Rod came upon what was to become his career ‘almost by accident’. He studied organic chemistry for many years: ‘I was supposed to be a bright child and go to university and all that’. But actually he wanted to paint and, once he’d satisfied expectations of his academic prowess with a doctorate, he spent ten years doing odd jobs and concentrating on painting ‘hard edge abstracts’. He did sell some paintings then and he continues to paint now but his life changed course when someone with a sister in publishing saw a drawing of a toy that he had done and thought his style might suit children’s books.
He found himself with Blackie, a venerable Scottish publisher, and began illustrating
early concept books: ‘tiny, insignificant, little
paperbacks, with very little text: bigger, biggest, smaller, smallest, that sort of thing.’ He enjoyed the work and the people. ‘I was gradually drawn in and I realised that I had ideas’. He feels he was very much learning to illustrate as he went along, ‘in public, you might say’. He then came across Eric Hill’s Where’s Spot? published in 1980. Pop up books for older children had been around at least since Victorian times and had seen something of a revival, particularly with Jan Pienkowski’s Haunted House, published the year before Spot. These books for older children were sophisticated and somewhat fragile pieces of paper engineering but it was the potential of Hill’s use of the humble and robust flap that intrigued Rod. He began work on his first flap book. This was published two
Rod Campbell interviewed by Clive Barnes
years later as Dear Zoo. It has been in print ever since and is now recognised as a classic of its kind.
Rod remembers that Dear Zoo ‘developed in my mind surprisingly quickly. It has never been that quick since’. Rod sees his books as a bridge between toys and books, engaging younger children through physical interaction and introducing them not only to how a book works but also to the conventions of story and text.
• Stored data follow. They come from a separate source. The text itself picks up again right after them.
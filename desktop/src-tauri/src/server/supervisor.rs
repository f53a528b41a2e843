//! Backend supervisor: one event loop owning the process, readiness, restarts
//! and the frontend loader.
//!
//! Every event carries the lifecycle id of the process it belongs to, so
//! late events from a previous process (a slow probe, a delayed exit) are
//! dropped instead of acting on the current one.

use crate::server::{
    BackendProcess, Decision, DiagnosticPage, FrontendLoader, GiveUpReason, HttpProbe, LaunchSpec,
    LoaderEffect, LoaderEvent, LockFile, ProcessExit, ReadinessOutcome, ReadinessState,
    RestartCounter, RestartPolicy, ServerConfig, ServerError, ServerResult, ServerState,
    StderrBuffer, detect_port_conflict, poll_until_ready,
};
use crate::shell::UiShell;

use std::panic::Location;
use std::path::PathBuf;
use std::sync::atomic::{AtomicU32, Ordering};
use std::sync::{Arc, Mutex, PoisonError};
use std::time::Duration;

use error_location::ErrorLocation;
use tokio::sync::{mpsc, oneshot, watch};
use tokio::task::JoinHandle;
use tokio::time::Instant;
use tracing::{debug, error, info, warn};
use uuid::Uuid;

/// Stderr lines attached to a failure diagnostic.
const DIAGNOSTIC_STDERR_LINES: usize = 40;
/// Stderr lines logged with each crash.
const CRASH_LOG_STDERR_LINES: usize = 5;

/// Resolves what to spawn. Called for every lifecycle, so a reinstalled
/// backend is picked up on the next restart.
pub type LaunchResolver = Arc<dyn Fn() -> ServerResult<LaunchSpec> + Send + Sync>;

/// Requests into the supervisor loop.
#[derive(Debug)]
pub enum SupervisorCommand {
    /// The shell finished loading a page
    PageLoaded { url: String },
    /// The shell failed to load a page
    LoadFailed { url: String, error: String },
    /// User-requested restart; resets the crash counter
    Restart {
        ack: oneshot::Sender<ServerResult<()>>,
    },
    /// Terminate the backend and stop supervising
    Shutdown {
        ack: oneshot::Sender<ServerResult<()>>,
    },
}

/// Cloneable handle for talking to a running [`Supervisor`].
#[derive(Clone)]
pub struct SupervisorHandle {
    commands: mpsc::UnboundedSender<SupervisorCommand>,
    state_rx: watch::Receiver<ServerState>,
    stderr: Arc<Mutex<Option<StderrBuffer>>>,
    spawns: Arc<AtomicU32>,
    frontend_url: String,
}

impl SupervisorHandle {
    pub fn state(&self) -> ServerState {
        self.state_rx.borrow().clone()
    }

    pub fn subscribe(&self) -> watch::Receiver<ServerState> {
        self.state_rx.clone()
    }

    pub fn frontend_url(&self) -> &str {
        &self.frontend_url
    }

    /// Number of backend processes spawned so far.
    pub fn spawn_count(&self) -> u32 {
        self.spawns.load(Ordering::SeqCst)
    }

    /// Last lines of stderr from the most recent backend process.
    pub fn stderr_tail(&self, lines: usize) -> String {
        self.stderr
            .lock()
            .unwrap_or_else(PoisonError::into_inner)
            .as_ref()
            .map(|buffer| buffer.tail(lines))
            .unwrap_or_default()
    }

    pub fn page_loaded(&self, url: impl Into<String>) {
        let _ = self
            .commands
            .send(SupervisorCommand::PageLoaded { url: url.into() });
    }

    pub fn load_failed(&self, url: impl Into<String>, error: impl Into<String>) {
        let _ = self.commands.send(SupervisorCommand::LoadFailed {
            url: url.into(),
            error: error.into(),
        });
    }

    pub async fn restart(&self) -> ServerResult<()> {
        let (ack, rx) = oneshot::channel();
        self.commands
            .send(SupervisorCommand::Restart { ack })
            .map_err(|_| supervisor_gone())?;
        rx.await.map_err(|_| supervisor_gone())?
    }

    /// Stop the backend. Safe to call more than once.
    pub async fn shutdown(&self) -> ServerResult<()> {
        let (ack, rx) = oneshot::channel();
        if self
            .commands
            .send(SupervisorCommand::Shutdown { ack })
            .is_err()
        {
            return Ok(());
        }
        rx.await.unwrap_or(Ok(()))
    }

    /// Wait until the published state satisfies `predicate`.
    pub async fn wait_for<F>(&self, predicate: F) -> ServerState
    where
        F: FnMut(&ServerState) -> bool,
    {
        let mut rx = self.state_rx.clone();
        match rx.wait_for(predicate).await {
            Ok(state) => state.clone(),
            Err(_) => self.state(),
        }
    }
}

#[track_caller]
fn supervisor_gone() -> ServerError {
    ServerError::SupervisorGone {
        location: ErrorLocation::from(Location::caller()),
    }
}

/// Everything the loop mutates. Owned by the loop alone.
struct SupervisorState {
    process: Option<BackendProcess>,
    lock: Option<LockFile>,
    counter: RestartCounter,
    readiness: ReadinessState,
    loader: FrontendLoader,
    probe_task: Option<JoinHandle<()>>,
    restart_at: Option<Instant>,
    shutdown_requested: bool,
}

enum Flow {
    Continue,
    Stop,
}

pub struct Supervisor<S: UiShell> {
    config: ServerConfig,
    data_dir: PathBuf,
    resolver: LaunchResolver,
    policy: RestartPolicy,
    shell: S,
    state: SupervisorState,
    state_tx: watch::Sender<ServerState>,
    handle: SupervisorHandle,
    commands_rx: mpsc::UnboundedReceiver<SupervisorCommand>,
    exit_tx: mpsc::Sender<ProcessExit>,
    exit_rx: mpsc::Receiver<ProcessExit>,
    ready_tx: mpsc::Sender<(Uuid, ReadinessOutcome)>,
    ready_rx: mpsc::Receiver<(Uuid, ReadinessOutcome)>,
}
Dear Zoo exemplifies a number of principles that Rod has tried to apply to all his subsequent work. He places most importance on a story’s resolution, aiming for an ending that is either calm and quiet, ‘like the end of a busy day’, or is gently upbeat.
While a story needs to be simple – and he typically uses repetition both as a plot device and within the text – it also needs to respect the child’s level of understanding. What struck him most reading Dorothy Butler’s Books for Babies (1980) was her insight that children bring their existing experience along with their curiousity to their reading. Humour is key to all of Rod’s work, not only in his style of illustration, but in the story. Sometimes, author, carer and child seem to be sharing a joke. As he remarks of Dear Zoo, ‘The logic appeals. Children are sensible enough to know that most of the animals will not fit in the house and will be difficult to look after. And then the perfect pet arrives’.
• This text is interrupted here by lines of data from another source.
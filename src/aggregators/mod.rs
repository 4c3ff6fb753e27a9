//! Aggregation core: pure transforms from a readings table to result tables.
//!
//! Every function here takes the readings frame by shared reference and
//! returns a freshly built frame; no aggregator mutates its input, so they
//! compose and re-run without hidden state.
//!
//! Missing-value semantics differ by aggregator and deliberately so:
//! validity counting excludes missing readings, while alarm counting treats
//! a missing reading as zero so it can never alarm. Do not unify them.

pub mod alarms;
pub mod validity;
pub mod zoned;

#[cfg(test)]
pub mod tests;

pub use alarms::{count_alarms, level_3_exclusive};
pub use validity::{count_valid, validity_ratio};
pub use zoned::summarize_zone;

use polars::prelude::*;

use crate::constants::STATION_COL;
use crate::error::Result;

/// Rows of `data` belonging to one station.
///
/// A station with no rows yields an empty frame, which every aggregator
/// must handle (zero counts, null ratios) rather than skip or fail.
pub(crate) fn station_rows(data: &DataFrame, station: &str) -> Result<DataFrame> {
    let mask = data.column(STATION_COL)?.str()?.equal(station);
    Ok(data.filter(&mask)?)
}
Rod describes himself as a maker of books, rather than an author or illustrator: Perhaps as a development of his interest in the book as a physical object, he quickly became involved in the publishing process itself, and, perhaps uniquely in the children’s book world, became his own publisher. His name first appeared on the books alongside Blackie in 1987, and in 1989 he founded his own imprint, Campbell Books. ‘Maybe it’s because I’m quite proprietorial, but I’d learnt a lot about book production with Blackie, so I started doing a list and asked other authors and illustrators to do something for me, as well as publishing my own books.”
Starting with just himself and an assistant, Rod soon had a success on his hands. The ‘books for babies’ movement, starting from small beginnings in the early 1980s was, ten years later, fully into its stride and Bookstart, aiming to gift board books to every young family, was only a few years away. Rod sees this as result not only of changes in attitude to young children and books but also of the expanding technological opportunities in book production: ‘Now with books you can do things that you couldn’t do years ago: the card that’s available, changing formats, thicker pages, holes, flaps and tabs – more ways of engaging the child’. Campbell Books thrived as an independent for six years and then Rod sold it to Macmillan. It was the right move for him. ‘I felt I was turning into a businessman, which is not what I wanted. Also, it needed to expand, and I didn’t feel I wanted to do that’. He took the opportunity to move to Paris for twelve years, practising his French.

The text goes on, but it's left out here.